[Exercise]: Line by line, retype the material below exactly, from its first line up to and including the one holding "order of appearance".

[Given data]:
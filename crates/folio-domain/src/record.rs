//! Result records produced by the extraction engine

use std::path::{Path, PathBuf};

/// Summary and artifact references for one extraction
///
/// Produced by the extraction engine and handed to the job store, which owns
/// the referenced files from then on.
#[derive(Debug, Clone, PartialEq, Eq, Default)]
pub struct ResultRecord {
    /// Display name of the original input (usually the file stem)
    pub source_name: String,

    /// Number of pages in the source document
    pub page_count: u32,

    /// Number of pages on which at least one table was found
    pub pages_with_tables: u32,

    /// Total number of tables extracted
    pub table_count: u32,

    /// Table titles in order of appearance
    pub extracted_titles: Vec<String>,

    /// Generated files, unique and in production order
    artifact_paths: Vec<PathBuf>,

    /// Directory containing the artifacts, reclaimed as a whole on eviction
    pub output_directory: Option<PathBuf>,
}

impl ResultRecord {
    /// Create an empty record for the given source
    pub fn new(source_name: impl Into<String>) -> Self {
        Self {
            source_name: source_name.into(),
            ..Default::default()
        }
    }

    /// Set the page/table counters
    pub fn with_counts(mut self, page_count: u32, pages_with_tables: u32, table_count: u32) -> Self {
        self.page_count = page_count;
        self.pages_with_tables = pages_with_tables;
        self.table_count = table_count;
        self
    }

    /// Append an extracted title
    pub fn with_title(mut self, title: impl Into<String>) -> Self {
        self.extracted_titles.push(title.into());
        self
    }

    /// Append an artifact path (duplicates are ignored)
    pub fn with_artifact(mut self, path: impl Into<PathBuf>) -> Self {
        self.push_artifact(path);
        self
    }

    /// Set the output directory
    pub fn with_output_directory(mut self, dir: impl Into<PathBuf>) -> Self {
        self.output_directory = Some(dir.into());
        self
    }

    /// Append an artifact path in place; returns false if it was already present
    pub fn push_artifact(&mut self, path: impl Into<PathBuf>) -> bool {
        let path = path.into();
        if self.artifact_paths.contains(&path) {
            return false;
        }
        self.artifact_paths.push(path);
        true
    }

    /// Generated files in production order
    pub fn artifact_paths(&self) -> &[PathBuf] {
        &self.artifact_paths
    }

    /// Whether the extraction produced any files
    pub fn has_artifacts(&self) -> bool {
        !self.artifact_paths.is_empty()
    }

    /// Base names of the artifacts, in production order
    pub fn artifact_names(&self) -> Vec<String> {
        self.artifact_paths
            .iter()
            .filter_map(|p| artifact_name(p))
            .collect()
    }

    /// First artifact whose base name equals `name`
    pub fn find_artifact(&self, name: &str) -> Option<&Path> {
        self.artifact_paths
            .iter()
            .find(|p| artifact_name(p).as_deref() == Some(name))
            .map(PathBuf::as_path)
    }
}

/// Base name of an artifact path, if it has a valid UTF-8 one
pub fn artifact_name(path: &Path) -> Option<String> {
    path.file_name()
        .and_then(|name| name.to_str())
        .map(str::to_string)
}

#[cfg(test)]
mod tests {
    use super::*;

    #[test]
    fn test_builder() {
        let record = ResultRecord::new("invoice")
            .with_counts(3, 2, 3)
            .with_title("Revenue")
            .with_title("Costs")
            .with_artifact("/out/invoice/page2_table1.csv")
            .with_output_directory("/out/invoice");

        assert_eq!(record.source_name, "invoice");
        assert_eq!(record.page_count, 3);
        assert_eq!(record.pages_with_tables, 2);
        assert_eq!(record.table_count, 3);
        assert_eq!(record.extracted_titles, vec!["Revenue", "Costs"]);
        assert_eq!(record.artifact_paths().len(), 1);
        assert_eq!(record.output_directory, Some(PathBuf::from("/out/invoice")));
    }

    #[test]
    fn test_duplicate_artifacts_ignored() {
        let mut record = ResultRecord::new("doc");
        assert!(record.push_artifact("/out/a.csv"));
        assert!(!record.push_artifact("/out/a.csv"));
        assert!(record.push_artifact("/other/a.csv"));
        assert_eq!(record.artifact_paths().len(), 2);
    }

    #[test]
    fn test_artifact_names_keep_order() {
        let record = ResultRecord::new("doc")
            .with_artifact("/out/page3_table1.csv")
            .with_artifact("/out/page2_table1.csv");

        assert_eq!(
            record.artifact_names(),
            vec!["page3_table1.csv", "page2_table1.csv"]
        );
    }

    #[test]
    fn test_find_artifact_by_base_name() {
        let record = ResultRecord::new("doc")
            .with_artifact("/out/x/page1_table1.csv")
            .with_artifact("/out/y/page1_table2.csv");

        assert_eq!(
            record.find_artifact("page1_table2.csv"),
            Some(Path::new("/out/y/page1_table2.csv"))
        );
        assert!(record.find_artifact("x/page1_table1.csv").is_none());
        assert!(record.find_artifact("missing.csv").is_none());
    }

    #[test]
    fn test_has_artifacts() {
        assert!(!ResultRecord::new("empty").has_artifacts());
        assert!(ResultRecord::new("one").with_artifact("/a.csv").has_artifacts());
    }
}
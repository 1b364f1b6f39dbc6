//! Mock Engine
//!
//! Deterministic engine for tests and local development. Instead of reading
//! the document it follows a script: how many tables each page holds, which
//! credential is accepted, and optionally a point at which to give up.

use crate::output::OutputDir;
use crate::{EngineError, ExtractionEngine};
use async_trait::async_trait;
use folio_domain::ResultRecord;
use std::path::{Path, PathBuf};
use std::sync::atomic::{AtomicUsize, Ordering};
use std::sync::Arc;
use std::time::Duration;

/// Mock extraction engine
///
/// Writes one small CSV per scripted table into a fresh directory under
/// `output_root`. Clones share the same call counter.
///
/// # Examples
///
/// ```no_run
/// use folio_engine::{ExtractionEngine, MockEngine};
/// use std::path::Path;
///
/// # async fn example() -> Result<(), folio_engine::EngineError> {
/// let engine = MockEngine::new("/tmp/out")
///     .with_tables_per_page(vec![0, 2, 1])
///     .with_valid_credential("secret");
///
/// let record = engine.extract(Path::new("/tmp/in/report.pdf"), "secret").await?;
/// assert_eq!(record.page_count, 3);
/// assert_eq!(record.pages_with_tables, 2);
/// assert_eq!(record.table_count, 3);
///
/// assert!(engine.extract(Path::new("/tmp/in/report.pdf"), "wrong").await.is_err());
/// # Ok(())
/// # }
/// ```
#[derive(Debug, Clone)]
pub struct MockEngine {
    output_root: PathBuf,
    tables_per_page: Vec<u32>,
    valid_credential: Option<String>,
    fail_after_tables: Option<usize>,
    group_in_directory: bool,
    delay: Option<Duration>,
    call_count: Arc<AtomicUsize>,
}

impl MockEngine {
    /// Create a mock writing under `output_root`, one page with one table
    pub fn new(output_root: impl Into<PathBuf>) -> Self {
        Self {
            output_root: output_root.into(),
            tables_per_page: vec![1],
            valid_credential: None,
            fail_after_tables: None,
            group_in_directory: true,
            delay: None,
            call_count: Arc::new(AtomicUsize::new(0)),
        }
    }

    /// Number of tables found on each page (the length is the page count)
    pub fn with_tables_per_page(mut self, tables: Vec<u32>) -> Self {
        self.tables_per_page = tables;
        self
    }

    /// Only accept this credential; any other is rejected
    pub fn with_valid_credential(mut self, credential: impl Into<String>) -> Self {
        self.valid_credential = Some(credential.into());
        self
    }

    /// Abort after writing `tables` files, leaving them behind as orphans
    pub fn fail_after(mut self, tables: usize) -> Self {
        self.fail_after_tables = Some(tables);
        self
    }

    /// Report artifacts without an output directory
    pub fn without_output_directory(mut self) -> Self {
        self.group_in_directory = false;
        self
    }

    /// Sleep before answering, to simulate a slow model call
    pub fn with_delay(mut self, delay: Duration) -> Self {
        self.delay = Some(delay);
        self
    }

    /// Number of times `extract` was called
    pub fn call_count(&self) -> usize {
        self.call_count.load(Ordering::SeqCst)
    }
}

#[async_trait]
impl ExtractionEngine for MockEngine {
    async fn extract(
        &self,
        document: &Path,
        credential: &str,
    ) -> Result<ResultRecord, EngineError> {
        self.call_count.fetch_add(1, Ordering::SeqCst);

        if let Some(delay) = self.delay {
            tokio::time::sleep(delay).await;
        }

        if let Some(valid) = &self.valid_credential {
            if credential != valid {
                return Err(EngineError::InvalidCredential);
            }
        }

        let metadata = tokio::fs::metadata(document)
            .await
            .map_err(|e| EngineError::UnsupportedDocument(format!("{}: {}", document.display(), e)))?;
        if metadata.len() == 0 {
            return Err(EngineError::UnsupportedDocument(format!(
                "{} is empty",
                document.display()
            )));
        }

        let source_name = document
            .file_stem()
            .and_then(|s| s.to_str())
            .unwrap_or("document")
            .to_string();

        let mut out = OutputDir::create(&self.output_root, &source_name).await?;
        let mut record = ResultRecord::new(source_name.clone());
        let mut written = 0usize;

        for (page_idx, &tables) in self.tables_per_page.iter().enumerate() {
            let page = page_idx + 1;
            for table in 1..=tables {
                if self.fail_after_tables == Some(written) {
                    return Err(EngineError::Aborted {
                        reason: format!("mock failure on page {}", page),
                        orphans: out.abandon(),
                    });
                }

                let title = format!("Page {} Table {}", page, table);
                let csv = format!("title,page,table\n\"{}\",{},{}\n", title, page, table);
                let path = out
                    .write(&format!("{}_page{}_table{}.csv", source_name, page, table), csv.as_bytes())
                    .await?;

                record.push_artifact(path);
                record.extracted_titles.push(title);
                written += 1;
            }
        }

        let pages_with_tables = self.tables_per_page.iter().filter(|&&t| t > 0).count() as u32;
        record = record.with_counts(
            self.tables_per_page.len() as u32,
            pages_with_tables,
            written as u32,
        );

        let (dir, _) = out.finish();
        if self.group_in_directory {
            record.output_directory = Some(dir);
        }

        tracing::debug!(
            source = %record.source_name,
            tables = record.table_count,
            "Mock extraction finished"
        );

        Ok(record)
    }
}
//! Folio Server
//!
//! HTTP front end for the extraction job store. Accepts document uploads,
//! runs them through an extraction engine, and serves the resulting tables
//! until the retention sweeper reclaims them.
//!
//! | route | operation |
//! |---|---|
//! | `POST /upload` | run an extraction, returns the job id and summary |
//! | `GET /status/:id` | summary of a live job |
//! | `GET /download/:id` | every artifact as a zip archive |
//! | `GET /download_csv/:id/:filename` | one artifact |
//! | `GET\|POST /cleanup` | evict expired jobs now |
//! | `GET /health` | liveness and live job count |

#![warn(missing_docs)]

pub mod config;
pub mod handlers;
pub mod orchestrator;
mod upload;

use config::ServerConfig;
use folio_engine::{EngineError, ExtractionEngine, MockEngine, RemoteEngine};
use folio_janitor::JanitorWorker;
use folio_store::JobStore;
use handlers::{create_router, AppState};
use orchestrator::Orchestrator;
use std::sync::Arc;
use std::time::Duration;
use tokio::net::TcpListener;
use tokio_util::sync::CancellationToken;
use tracing::info;
use tracing_subscriber::EnvFilter;

/// Server error
#[derive(Debug, thiserror::Error)]
pub enum ServerError {
    /// Configuration error
    #[error("Configuration error: {0}")]
    Config(#[from] config::ConfigError),

    /// Engine could not be constructed
    #[error("Engine error: {0}")]
    Engine(#[from] EngineError),

    /// Server binding or directory setup error
    #[error("Failed to bind server: {0}")]
    Bind(#[from] std::io::Error),

    /// Server error
    #[error("Server error: {0}")]
    Server(String),
}

/// Install the global tracing subscriber (`RUST_LOG`, default `info`)
pub fn init_tracing() {
    tracing_subscriber::fmt()
        .with_env_filter(EnvFilter::try_from_default_env().unwrap_or_else(|_| EnvFilter::new("info")))
        .with_writer(std::io::stderr)
        .init();
}

/// Build the engine named by the configuration
///
/// Without an endpoint the mock engine is used, which is only useful for
/// local development.
pub fn build_engine(config: &ServerConfig) -> Result<Arc<dyn ExtractionEngine>, ServerError> {
    let engine_config = &config.engine;
    match &engine_config.endpoint {
        Some(endpoint) => {
            let engine = RemoteEngine::with_timeout(
                endpoint.clone(),
                engine_config.output_dir.clone(),
                Duration::from_secs(engine_config.timeout_secs),
            )?
            .with_max_retries(engine_config.max_retries);
            info!("Extraction engine: {}", engine.endpoint());
            Ok(Arc::new(engine))
        }
        None => {
            tracing::warn!("No engine endpoint configured, using the mock engine");
            Ok(Arc::new(MockEngine::new(engine_config.output_dir.clone())))
        }
    }
}

/// Build the application state for `config` around `engine`
pub fn build_state(config: &ServerConfig, engine: Arc<dyn ExtractionEngine>) -> AppState {
    let store = Arc::new(JobStore::new());
    AppState {
        orchestrator: Arc::new(Orchestrator::new(engine, store, config)),
        max_upload_bytes: config.max_upload_bytes,
    }
}

/// Start the Folio HTTP server
///
/// Validates configuration, prepares directories, starts the background
/// sweeper when enabled and serves until Ctrl+C.
pub async fn start_server(config: ServerConfig) -> Result<(), ServerError> {
    config.validate()?;

    info!("Starting Folio server");
    info!("Bind address: {}", config.bind_addr());
    info!("Retention: {} seconds", config.janitor.retention_secs);

    tokio::fs::create_dir_all(&config.upload_dir).await?;
    tokio::fs::create_dir_all(&config.engine.output_dir).await?;

    let engine = build_engine(&config)?;
    let state = build_state(&config, engine);

    let shutdown = CancellationToken::new();
    let worker = if config.janitor.background_sweep {
        let worker = JanitorWorker::new(state.orchestrator.janitor().clone(), &config.janitor);
        let token = shutdown.clone();
        Some(tokio::spawn(async move { worker.run(token).await }))
    } else {
        info!("Background sweep disabled; use /cleanup");
        None
    };

    let app = create_router(state);

    let listener = TcpListener::bind(&config.bind_addr()).await?;
    info!("Folio listening on {}", config.bind_addr());

    let signal = shutdown.clone();
    let served = axum::serve(listener, app)
        .with_graceful_shutdown(async move {
            if let Err(e) = tokio::signal::ctrl_c().await {
                tracing::error!("Failed to listen for shutdown signal: {}", e);
            }
            info!("Shutdown signal received");
            signal.cancel();
        })
        .await
        .map_err(|e| ServerError::Server(e.to_string()));

    shutdown.cancel();
    if let Some(handle) = worker {
        if let Err(e) = handle.await {
            tracing::error!("Janitor worker ended abnormally: {}", e);
        }
    }

    served
}

#[cfg(test)]
mod tests {
    use super::*;

    #[test]
    fn test_mock_engine_without_endpoint() {
        let config = ServerConfig::default();
        assert!(build_engine(&config).is_ok());
    }

    #[test]
    fn test_remote_engine_with_endpoint() {
        let mut config = ServerConfig::default();
        config.engine.endpoint = Some("http://127.0.0.1:7000".to_string());
        assert!(build_engine(&config).is_ok());
    }

    #[test]
    fn test_build_state_carries_limit() {
        let config = ServerConfig {
            max_upload_bytes: 1024,
            ..ServerConfig::default()
        };
        let engine = build_engine(&config).unwrap();
        let state = build_state(&config, engine);
        assert_eq!(state.max_upload_bytes, 1024);
        assert_eq!(state.orchestrator.job_count(), 0);
    }
}
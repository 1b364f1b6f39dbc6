//! Scratch copies of uploaded documents

use chrono::Utc;
use std::io;
use std::path::{Path, PathBuf};
use uuid::Uuid;

/// An uploaded document written to its own scratch directory
///
/// The directory is named `<timestamp>_<random>` so concurrent uploads of the
/// same file never collide, while the document keeps its (sanitized) name for
/// the engine. Dropping the guard removes the directory.
#[derive(Debug)]
pub(crate) struct ScratchUpload {
    dir: PathBuf,
    path: PathBuf,
    armed: bool,
}

impl ScratchUpload {
    /// Write `contents` as `file_name` under a fresh directory in `upload_root`
    ///
    /// `file_name` must already be sanitized.
    pub(crate) async fn write(
        upload_root: &Path,
        file_name: &str,
        contents: &[u8],
    ) -> io::Result<Self> {
        let nonce = Uuid::new_v4().simple().to_string();
        let dir = upload_root.join(format!(
            "{}_{}",
            Utc::now().format("%Y%m%d_%H%M%S"),
            &nonce[..12]
        ));
        tokio::fs::create_dir_all(&dir).await?;

        let guard = Self {
            path: dir.join(file_name),
            dir,
            armed: true,
        };
        tokio::fs::write(&guard.path, contents).await?;
        Ok(guard)
    }

    /// Location of the document
    pub(crate) fn path(&self) -> &Path {
        &self.path
    }

    /// Delete the document and its directory
    pub(crate) async fn remove(mut self) {
        self.armed = false;
        if let Err(e) = tokio::fs::remove_dir_all(&self.dir).await {
            if e.kind() != io::ErrorKind::NotFound {
                tracing::warn!(path = %self.dir.display(), "Failed to remove scratch upload: {}", e);
            }
        }
    }
}

impl Drop for ScratchUpload {
    fn drop(&mut self) {
        if self.armed {
            if let Err(e) = std::fs::remove_dir_all(&self.dir) {
                if e.kind() != io::ErrorKind::NotFound {
                    tracing::warn!(path = %self.dir.display(), "Failed to remove scratch upload: {}", e);
                }
            }
        }
    }
}
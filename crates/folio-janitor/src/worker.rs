//! Background worker for continuous Janitor operation

use crate::{Janitor, JanitorConfig, JanitorError, JanitorMetrics, SweepReport};
use std::sync::Arc;
use tokio::time::{interval, Duration, MissedTickBehavior};
use tokio_util::sync::CancellationToken;

/// Background worker that runs the Janitor on a schedule
///
/// Each sweep runs on the blocking pool since it touches the file system.
/// The first sweep happens as soon as the worker starts.
pub struct JanitorWorker {
    janitor: Arc<Janitor>,
    interval: Duration,
}

impl JanitorWorker {
    /// Create a worker sweeping at the configured interval
    pub fn new(janitor: Arc<Janitor>, config: &JanitorConfig) -> Self {
        Self {
            janitor,
            interval: config.sweep_interval(),
        }
    }

    /// Run until `shutdown` is cancelled
    pub async fn run(&self, shutdown: CancellationToken) {
        let mut ticker = interval(self.interval);
        ticker.set_missed_tick_behavior(MissedTickBehavior::Delay);

        tracing::info!("Janitor worker started (interval: {:?})", self.interval);

        loop {
            tokio::select! {
                _ = ticker.tick() => {
                    tracing::debug!("Starting sweep cycle");
                    if let Err(e) = self.sweep_once().await {
                        tracing::error!("Sweep failed: {}", e);
                    }
                }
                _ = shutdown.cancelled() => {
                    tracing::info!("Shutdown signal received, stopping janitor");
                    break;
                }
            }
        }

        tracing::info!(
            "Janitor stopped. Final metrics:\n{}",
            self.janitor.metrics().summary()
        );
    }

    /// Run for a specific number of cycles (useful for testing)
    pub async fn run_cycles(&self, cycles: usize) -> Result<(), JanitorError> {
        let mut ticker = interval(self.interval);

        tracing::info!(
            "Janitor worker started for {} cycles (interval: {:?})",
            cycles,
            self.interval
        );

        for cycle in 0..cycles {
            ticker.tick().await;
            let report = self.sweep_once().await?;
            tracing::debug!(
                "Sweep {}/{} completed: {} evicted",
                cycle + 1,
                cycles,
                report.evicted_count()
            );
        }

        Ok(())
    }

    /// Current metrics of the underlying janitor
    pub fn metrics(&self) -> JanitorMetrics {
        self.janitor.metrics()
    }

    async fn sweep_once(&self) -> Result<SweepReport, JanitorError> {
        let janitor = Arc::clone(&self.janitor);
        tokio::task::spawn_blocking(move || janitor.sweep())
            .await
            .map_err(|e| JanitorError::Worker(e.to_string()))
    }
}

[Exercise response]:
filename crates/folio-domain/src/record.rs
//! Result records produced by the extraction engine

use std::path::{Path, PathBuf};

/// Summary and artifact references for one extraction
///
/// Produced by the extraction engine and handed to the job store, which owns
/// the referenced files from then on.
#[derive(Debug, Clone, PartialEq, Eq, Default)]
pub struct ResultRecord {
    /// Display name of the original input (usually the file stem)
    pub source_name: String,

    /// Number of pages in the source document
    pub page_count: u32,

    /// Number of pages on which at least one table was found
    pub pages_with_tables: u32,

    /// Total number of tables extracted
    pub table_count: u32,

    /// Table titles in order of appearance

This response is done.